The following are key points to remember from this American Heart Association Scientific Statement on Cardiac Amyloidosis: Evolving Diagnosis and Management:

  1. Cardiac amyloidosis is caused mainly by misfolded monoclonal immunoglobulin light chains (ALs) from an abnormal clonal proliferation of plasma cells or transthyretin (TTR) amyloidosis (ATTR), a liver synthesized protein previously that is normally involved in the transportation of the hormone thyroxine and retinol-binding protein. ATTR can be inherited as an autosomal dominant trait caused by pathogenic variants in the transthyretin gene TTR (ATTRv) or by the deposition of ATTRwt (wild-type transthyretin protein), previously called senile cardiac amyloidosis.
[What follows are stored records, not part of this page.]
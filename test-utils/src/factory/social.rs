//! Social link factory.

use crate::factory::helpers::{next_id, next_nanoid};
use chrono::{DateTime, Utc};
use sea_orm::{ActiveModelTrait, ActiveValue, DatabaseConnection, DbErr};

/// Factory for creating social links on an existing profile.
pub struct SocialFactory<'a> {
    db: &'a DatabaseConnection,
    id: String,
    profile_id: String,
    platform: String,
    url: String,
    created_at: DateTime<Utc>,
}

impl<'a> SocialFactory<'a> {
    /// Defaults:
    /// - platform: `"Platform {id}"`
    /// - url: `"https://example.com/{id}"`
    pub fn new(db: &'a DatabaseConnection, profile_id: impl Into<String>) -> Self {
        let n = next_id();
        Self {
            db,
            id: next_nanoid(),
            profile_id: profile_id.into(),
            platform: format!("Platform {}", n),
            url: format!("https://example.com/{}", n),
            created_at: Utc::now(),
        }
    }

    pub fn platform(mut self, platform: impl Into<String>) -> Self {
        self.platform = platform.into();
        self
    }

    pub fn url(mut self, url: impl Into<String>) -> Self {
        self.url = url.into();
        self
    }

    pub fn created_at(mut self, created_at: DateTime<Utc>) -> Self {
        self.created_at = created_at;
        self
    }

    pub async fn build(self) -> Result<entity::social::Model, DbErr> {
        entity::social::ActiveModel {
            id: ActiveValue::Set(self.id),
            profile_id: ActiveValue::Set(self.profile_id),
            platform: ActiveValue::Set(self.platform),
            url: ActiveValue::Set(self.url),
            created_at: ActiveValue::Set(self.created_at),
        }
        .insert(self.db)
        .await
    }
}

/// Creates a social link with default values on `profile_id`.
pub async fn create_social(
    db: &DatabaseConnection,
    profile_id: impl Into<String>,
) -> Result<entity::social::Model, DbErr> {
    SocialFactory::new(db, profile_id).build().await
}
use super::*;

/// Tests removing a social link from its profile.
///
/// Expected: Ok(true) and the link is gone
#[tokio::test]
async fn deletes_social() -> Result<(), AppError> {
    let test = TestBuilder::new()
        .with_profile_tables()
        .build()
        .await
        .unwrap();
    let db = test.db.as_ref().unwrap();

    let profile = factory::create_profile(db, "42").await?;
    let social = factory::create_social(db, &profile.id).await?;

    let repo = SocialRepository::new(db);

    assert!(repo.delete(&profile.id, &social.id).await?);
    assert_eq!(repo.count_by_profile_id(&profile.id).await?, 0);

    Ok(())
}

/// Tests that a link cannot be deleted through another profile.
///
/// Expected: Ok(false) and the link remains
#[tokio::test]
async fn ignores_link_of_other_profile() -> Result<(), AppError> {
    let test = TestBuilder::new()
        .with_profile_tables()
        .build()
        .await
        .unwrap();
    let db = test.db.as_ref().unwrap();

    let owner = factory::create_profile(db, "1").await?;
    let other = factory::create_profile(db, "2").await?;
    let social = factory::create_social(db, &owner.id).await?;

    let repo = SocialRepository::new(db);

    assert!(!repo.delete(&other.id, &social.id).await?);
    assert_eq!(repo.count_by_profile_id(&owner.id).await?, 1);

    Ok(())
}
use thiserror::Error;

/// Failures of the key-value store backing cooldowns and telemetry.
#[derive(Error, Debug)]
pub enum StoreError {
    /// Redis command or connection failure.
    #[error(transparent)]
    Redis(#[from] redis::RedisError),

    /// A counter key held a value that is not an integer.
    #[error("Value at key '{0}' is not an integer")]
    NotAnInteger(String),
}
  2. ATTR amyloid protein can infiltrate other organs, most often the autonomic and peripheral nervous systems, but cardiac involvement, when present, is the principal determinant of survival. ATTR deposition is seen in up to 16% of patients with degenerative aortic stenosis and 13-17% of patients with heart failure with preserved ejection fraction. Median survival after diagnosis in untreated patients is poor: 2.5 years for ATTRv caused by the TTR Val122Ile (or pV142I) mutation and 3.6 years for ATTRwt.
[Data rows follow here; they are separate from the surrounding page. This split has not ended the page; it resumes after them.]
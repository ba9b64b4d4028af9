use crate::server::{
    data::social::SocialRepository, error::AppError, model::profile::CreateSocialParam,
};
use test_utils::{builder::TestBuilder, factory};

mod create;
mod delete;
//! Typed wrappers over the raw tower-sessions `Session`.
//!
//! Each wrapper owns one concern of the session so handlers never touch string keys:
//! - `AuthSession` - the logged in user's Discord ID
//! - `CsrfSession` - the OAuth state token between login and callback
//! - `OAuthFlowSession` - whether the current login grants admin

use tower_sessions::Session;

use crate::server::{error::AppError, util::parse::parse_u64_from_string};

const SESSION_AUTH_USER_ID: &str = "auth:user";
const SESSION_AUTH_CSRF_TOKEN: &str = "auth:csrf_token";
const SESSION_AUTH_SET_ADMIN: &str = "auth:set_admin";

pub struct AuthSession<'a> {
    session: &'a Session,
}

impl<'a> AuthSession<'a> {
    pub fn new(session: &'a Session) -> Self {
        Self { session }
    }

    /// Logs the user in.
    ///
    /// The session ID is rotated first so an ID planted before login is worthless after it.
    ///
    /// # Returns
    /// - `Ok(())` - User stored in the session
    /// - `Err(AppError::SessionErr)` - Session store failure
    pub async fn login(&self, user_id: u64) -> Result<(), AppError> {
        self.session.cycle_id().await?;
        self.session
            .insert(SESSION_AUTH_USER_ID, user_id.to_string())
            .await?;
        Ok(())
    }

    /// Discord ID of the logged in user.
    ///
    /// The ID is stored as a string; snowflakes do not fit the JSON number range.
    ///
    /// # Returns
    /// - `Ok(Some(user_id))` - A user is logged in
    /// - `Ok(None)` - Anonymous session
    /// - `Err(AppError)` - Session store failure or a corrupt stored ID
    pub async fn get_user_id(&self) -> Result<Option<u64>, AppError> {
        let Some(user_id) = self.session.get::<String>(SESSION_AUTH_USER_ID).await? else {
            return Ok(None);
        };

        Ok(Some(parse_u64_from_string(user_id)?))
    }

    /// Removes all session data and deletes the session record.
    pub async fn logout(&self) -> Result<(), AppError> {
        self.session.flush().await?;
        Ok(())
    }
}

pub struct CsrfSession<'a> {
    session: &'a Session,
}

impl<'a> CsrfSession<'a> {
    pub fn new(session: &'a Session) -> Self {
        Self { session }
    }

    pub async fn set_token(&self, token: String) -> Result<(), AppError> {
        self.session.insert(SESSION_AUTH_CSRF_TOKEN, token).await?;
        Ok(())
    }

    /// Removes and returns the stored token, so each token validates at most once.
    pub async fn take_token(&self) -> Result<Option<String>, AppError> {
        Ok(self.session.remove(SESSION_AUTH_CSRF_TOKEN).await?)
    }
}

pub struct OAuthFlowSession<'a> {
    session: &'a Session,
}

impl<'a> OAuthFlowSession<'a> {
    pub fn new(session: &'a Session) -> Self {
        Self { session }
    }

    /// Remembers across the Discord redirect that a valid admin code was presented.
    pub async fn set_admin_flag(&self, set_admin: bool) -> Result<(), AppError> {
        self.session
            .insert(SESSION_AUTH_SET_ADMIN, set_admin)
            .await?;
        Ok(())
    }

    /// Removes and returns the admin flag, `false` when it was never set.
    pub async fn take_admin_flag(&self) -> Result<bool, AppError> {
        Ok(self
            .session
            .remove::<bool>(SESSION_AUTH_SET_ADMIN)
            .await?
            .unwrap_or(false))
    }
}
  3. Clues that should prompt investigation of ATTR-CM include sensorimotor peripheral neuropathy (paraesthesias and weakness), autonomic dysfunction (orthostatic hypotension, postprandial diarrhea/alternating with constipation, gastroparesis, urinary retention, and incontinence), orthopedic manifestations (carpal tunnel syndrome, lumbar spinal stenosis, unprovoked biceps tendon rupture, hip and knee arthroplasty), black race, familial history of polyneuropathy, intolerance to antihypertensive or heart failure medications because of hypotension or orthostasis, persistent low elevation in serum troponin, discordance between QRS voltage and wall thickness, unexplained left ventricular (LV) or right ventricular (RV) or atrial thickening, or family history of cardiomyopathy.
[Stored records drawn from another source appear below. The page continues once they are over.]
use super::*;

/// Tests finding an existing user by Discord ID.
#[tokio::test]
async fn finds_existing_user() -> Result<(), AppError> {
    let test = users_db().await;
    let db = test.db.as_ref().unwrap();

    factory::user::UserFactory::new(db)
        .discord_id("123456789")
        .name("Found")
        .build()
        .await?;

    let repo = UserRepository::new(db);
    let user = repo.find_by_discord_id(123456789).await?;

    assert!(user.is_some());
    assert_eq!(user.unwrap().name, "Found");

    Ok(())
}

/// Tests looking up a Discord ID that has never logged in.
#[tokio::test]
async fn returns_none_for_unknown_user() -> Result<(), AppError> {
    let test = users_db().await;
    let db = test.db.as_ref().unwrap();

    let repo = UserRepository::new(db);
    let user = repo.find_by_discord_id(987654321).await?;

    assert!(user.is_none());

    Ok(())
}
  4. Echocardiography and cardiac magnetic resonance imaging are not diagnostic for ATTR cardiomyopathy (CM) but can suggest the diagnosis and may be useful when infiltrative cardiomyopathy, constrictive pericarditis, or myocarditis is suspected. The presence of moderate to severe LV thickening (wall thickness ≥14 mm) should trigger consideration of ATTR-CM, especially if there is discordance between wall thickness on echocardiogram and QRS voltage on electrocardiogram.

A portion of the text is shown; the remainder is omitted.